- [Aim of the task]:
If a line comes after the one containing "Data validation failed.", leave it out; copy every line before it, and that line too, exactly as written, starting from the first line of the entries.

- [Data to process]:

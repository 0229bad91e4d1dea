//! Error types for the market data crate.
//!
//! Provider adapters report every failure as a [`MarketDataError`]. The
//! provider registry treats any adapter error as "no data" and moves on to the
//! next provider, and the service masks total exhaustion with synthetic data,
//! so none of these errors reach callers of [`crate::MarketDataService`].

use thiserror::Error;

/// Errors that can occur during market data operations.
#[derive(Error, Debug)]
pub enum MarketDataError {
    /// The requested symbol was not found by the provider.
    #[error("Symbol not found: {0}")]
    SymbolNotFound(String),

    /// The provider answered but had nothing for the request.
    #[error("No data from {provider} for {symbol}")]
    NoData {
        /// The provider that returned an empty payload
        provider: String,
        /// The requested symbol
        symbol: String,
    },

    /// The provider is configured with a placeholder key, so no call was made.
    #[error("Missing credentials: {provider}")]
    MissingCredentials {
        /// The provider without usable credentials
        provider: String,
    },

    /// The provider does not implement the requested operation.
    #[error("Operation '{operation}' not supported by {provider}")]
    NotSupported {
        /// The unsupported operation
        operation: String,
        /// The provider that rejected it
        provider: String,
    },

    /// The provider rate limited the request (HTTP 429 or a throttling note).
    #[error("Rate limited: {provider}")]
    RateLimited {
        /// The provider that rate limited the request
        provider: String,
    },

    /// The request to the provider timed out.
    #[error("Timeout: {provider}")]
    Timeout {
        /// The provider that timed out
        provider: String,
    },

    /// A provider-specific error occurred (bad status, vendor error body,
    /// unparseable payload).
    #[error("Provider error: {provider} - {message}")]
    ProviderError {
        /// The provider that returned the error
        provider: String,
        /// The error message from the provider
        message: String,
    },

    /// Data validation failed.
    #[error("Validation failed: {message}")]
    ValidationFailed {
        /// Description of the validation failure
        message: String,
    },

    /// No registered provider supports the requested data kind.
    #[error("No providers available")]
    NoProvidersAvailable,

    /// All providers were tried and all failed.
    #[error("All providers failed")]
    AllProvidersFailed,

    /// A network error occurred while communicating with a provider.
    #[error("Network error: {0}")]
    Network(#[from] reqwest::Error),
}

impl MarketDataError {
    /// Build a [`MarketDataError::ProviderError`] for a parse failure.
    pub(crate) fn parse(provider: &str, what: &str, err: impl std::fmt::Display) -> Self {
        Self::ProviderError {
            provider: provider.to_string(),
            message: format!("Failed to parse {} response: {}", what, err),
        }
    }

    /// Whether the error means "this provider had nothing" rather than a fault.
    ///
    /// Used by the registry to pick a log level.
    pub fn is_no_data(&self) -> bool {
        matches!(
            self,
            Self::SymbolNotFound(_)
                | Self::NoData { .. }
                | Self::MissingCredentials { .. }
                | Self::NotSupported { .. }
        )
    }
}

- [Task result]:
repository 0229bad91e4d1dea
//! Error types for the market data crate.
//!
//! Provider adapters report every failure as a [`MarketDataError`]. The
//! provider registry treats any adapter error as "no data" and moves on to the
//! next provider, and the service masks total exhaustion with synthetic data,
//! so none of these errors reach callers of [`crate::MarketDataService`].

use thiserror::Error;

/// Errors that can occur during market data operations.
#[derive(Error, Debug)]
pub enum MarketDataError {
    /// The requested symbol was not found by the provider.
    #[error("Symbol not found: {0}")]
    SymbolNotFound(String),

    /// The provider answered but had nothing for the request.
    #[error("No data from {provider} for {symbol}")]
    NoData {
        /// The provider that returned an empty payload
        provider: String,
        /// The requested symbol
        symbol: String,
    },

    /// The provider is configured with a placeholder key, so no call was made.
    #[error("Missing credentials: {provider}")]
    MissingCredentials {
        /// The provider without usable credentials
        provider: String,
    },

    /// The provider does not implement the requested operation.
    #[error("Operation '{operation}' not supported by {provider}")]
    NotSupported {
        /// The unsupported operation
        operation: String,
        /// The provider that rejected it
        provider: String,
    },

    /// The provider rate limited the request (HTTP 429 or a throttling note).
    #[error("Rate limited: {provider}")]
    RateLimited {
        /// The provider that rate limited the request
        provider: String,
    },

    /// The request to the provider timed out.
    #[error("Timeout: {provider}")]
    Timeout {
        /// The provider that timed out
        provider: String,
    },

    /// A provider-specific error occurred (bad status, vendor error body,
    /// unparseable payload).
    #[error("Provider error: {provider} - {message}")]
    ProviderError {
        /// The provider that returned the error
        provider: String,
        /// The error message from the provider
        message: String,
    },

    /// Data validation failed.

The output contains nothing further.